Kristoffer Gronlund <kgronl...@suse.com> wrote:
Adam Spiers <aspi...@suse.com> writes:

- The whole cluster is shut down cleanly.

- The whole cluster is then started up again.  (Side question: what
  happens if the last node to shut down is not the first to start up?
  How will the cluster ensure it has the most recent version of the
  CIB?  Without that, how would it know whether the last man standing
  was shut down cleanly or not?)

This is my opinion, I don't really know what the "official" pacemaker
stance is: There is no such thing as shutting down a cluster cleanly. A
cluster is a process stretching over multiple nodes - if they all shut
down, the process is gone. When you start up again, you effectively have
a completely new cluster.

Sorry, I don't follow you at all here.  When you start the cluster up
again, the cluster config from before the shutdown is still there.
That's very far from being a completely new cluster :-)

When starting up, how is the cluster, at any point, to know if the
cluster it has knowledge of is the "latest" cluster?
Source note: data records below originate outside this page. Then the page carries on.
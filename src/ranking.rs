//! Spot ranking.
//!
//! Orders a spot collection by one of the [`SortOption`] strategies. Ranking never
//! mutates its input; it returns a new ordering. All sorts are stable, so spots with
//! exactly equal keys keep their input order.
//!
//! - **Recommended**: descending composite score
//!   `rating * 0.6 + ln(max(review_count, 1)) * 0.3 + (active deal ? 0.5 : 0)`
//! - **Distance**: ascending great-circle distance from the user. Without a user
//!   location the input order is returned unchanged.
//! - **Rating**: descending rating, then descending review count.

use std::cmp::Ordering;

use log::debug;

use crate::geo_utils::distance_to_spot_km;
use crate::{DealIndex, GpsPoint, SortOption, Spot};

/// Weights of the recommended-sort composite score.
#[derive(Debug, Clone, PartialEq)]
#[cfg_attr(feature = "ffi", derive(uniffi::Record))]
pub struct RankingConfig {
    /// Multiplier on the spot rating.
    /// Default: 0.6
    pub rating_weight: f64,

    /// Multiplier on ln(max(review_count, 1)).
    /// Default: 0.3
    pub review_weight: f64,

    /// Flat bonus for spots with an active deal.
    /// Default: 0.5
    pub deal_boost: f64,
}

impl Default for RankingConfig {
    fn default() -> Self {
        Self {
            rating_weight: 0.6,
            review_weight: 0.3,
            deal_boost: 0.5,
        }
    }
}

/// Composite recommendation score of a spot. Missing rating/reviews count as 0.
///
/// # Example
/// ```
/// use spot_finder::{Category, Deal, DealIndex, RankingConfig, Spot, recommendation_score};
///
/// let spot = Spot::new("s1", 37.0, 127.0, Category::Restaurant);
/// let deals = DealIndex::new(vec![Deal::new("d1", "s1", true, "Free dessert")]);
///
/// let score = recommendation_score(&spot, &deals, &RankingConfig::default());
/// assert!((score - 0.5).abs() < 1e-12);
/// ```
pub fn recommendation_score(spot: &Spot, deals: &DealIndex, config: &RankingConfig) -> f64 {
    let reviews = spot.review_count_or_zero().max(1) as f64;
    let deal_bonus = if deals.has_deal(&spot.id) { config.deal_boost } else { 0.0 };

    spot.rating_or_zero() * config.rating_weight + reviews.ln() * config.review_weight + deal_bonus
}

/// Precomputed sort key for one spot.
#[derive(Debug, Clone, Copy)]
enum SortKey {
    Score(f64),
    DistanceKm(f64),
    Rating(f64, u32),
}

fn compare_keys(a: &SortKey, b: &SortKey) -> Ordering {
    match (a, b) {
        (SortKey::Score(a), SortKey::Score(b)) => b.total_cmp(a),
        (SortKey::DistanceKm(a), SortKey::DistanceKm(b)) => a.total_cmp(b),
        (SortKey::Rating(ra, ca), SortKey::Rating(rb, cb)) => {
            rb.total_cmp(ra).then_with(|| cb.cmp(ca))
        }
        // Keys of one ranking pass always share a variant
        _ => Ordering::Equal,
    }
}

/// Compute sort keys, or `None` when the ordering is the identity.
fn decorate<'a>(
    spots: &'a [Spot],
    sort: SortOption,
    deals: &DealIndex,
    user_location: Option<GpsPoint>,
    config: &RankingConfig,
) -> Option<Vec<(SortKey, &'a Spot)>> {
    let keyed = match sort {
        SortOption::Recommended => spots
            .iter()
            .map(|s| (SortKey::Score(recommendation_score(s, deals, config)), s))
            .collect(),
        SortOption::Distance => {
            let user = user_location?;
            spots
                .iter()
                .map(|s| (SortKey::DistanceKm(distance_to_spot_km(&user, s)), s))
                .collect()
        }
        SortOption::Rating => spots
            .iter()
            .map(|s| (SortKey::Rating(s.rating_or_zero(), s.review_count_or_zero()), s))
            .collect(),
    };
    Some(keyed)
}

/// Order spots by `sort` using the default [`RankingConfig`].
///
/// # Example
/// ```
/// use spot_finder::{Category, DealIndex, SortOption, Spot, rank_spots};
///
/// let spots = vec![
///     Spot::new("a", 37.0, 127.0, Category::Cafe).with_rating(4.0, 10),
///     Spot::new("b", 37.0, 127.0, Category::Cafe).with_rating(4.0, 50),
/// ];
/// let ranked = rank_spots(&spots, SortOption::Rating, &DealIndex::default(), None);
/// assert_eq!(ranked[0].id, "b");
/// ```
pub fn rank_spots(
    spots: &[Spot],
    sort: SortOption,
    deals: &DealIndex,
    user_location: Option<GpsPoint>,
) -> Vec<Spot> {
    rank_spots_with_config(spots, sort, deals, user_location, &RankingConfig::default())
}

/// Order spots by `sort` with custom score weights.
pub fn rank_spots_with_config(
    spots: &[Spot],
    sort: SortOption,
    deals: &DealIndex,
    user_location: Option<GpsPoint>,
    config: &RankingConfig,
) -> Vec<Spot> {
    let Some(mut keyed) = decorate(spots, sort, deals, user_location, config) else {
        debug!("[Ranking] No user location, keeping input order for distance sort");
        return spots.to_vec();
    };

    // `sort_by` is stable: equal keys keep input order
    keyed.sort_by(|a, b| compare_keys(&a.0, &b.0));
    keyed.into_iter().map(|(_, s)| s.clone()).collect()
}

/// Order spots by a sort label coming from the UI.
///
/// Unknown labels return the input unchanged.
pub fn rank_spots_by_label(
    spots: &[Spot],
    label: &str,
    deals: &DealIndex,
    user_location: Option<GpsPoint>,
) -> Vec<Spot> {
    match label.parse::<SortOption>() {
        Ok(sort) => rank_spots(spots, sort, deals, user_location),
        Err(e) => {
            debug!("[Ranking] {}, keeping input order", e);
            spots.to_vec()
        }
    }
}

/// Rank spots using parallel processing.
///
/// Produces exactly the same ordering as [`rank_spots`]; rayon's `par_sort_by`
/// is stable. Recommended for large collections (10k+ spots).
#[cfg(feature = "parallel")]
pub fn rank_spots_parallel(
    spots: &[Spot],
    sort: SortOption,
    deals: &DealIndex,
    user_location: Option<GpsPoint>,
) -> Vec<Spot> {
    use rayon::prelude::*;

    let config = RankingConfig::default();
    let Some(mut keyed) = decorate(spots, sort, deals, user_location, &config) else {
        return spots.to_vec();
    };

    keyed.par_sort_by(|a, b| compare_keys(&a.0, &b.0));
    keyed.into_par_iter().map(|(_, s)| s.clone()).collect()
}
That was exactly my question.

The next node could have a newer version of the CIB which adds yet
more nodes to the cluster.

Yes, exactly.  If the first node to start up was not the last man
standing, the CIB history is effectively being forked.  So how is this
issue avoided?

The only way to bring up a cluster from being completely stopped is to
treat it as creating a completely new cluster. The first node to start
"creates" the cluster and later nodes join that cluster.

That's ignoring the cluster config, which persists even when the
cluster's down.

But to be clear, you picked a small side question from my original
post and answered that.  The main questions I had were about startup
fencing :-)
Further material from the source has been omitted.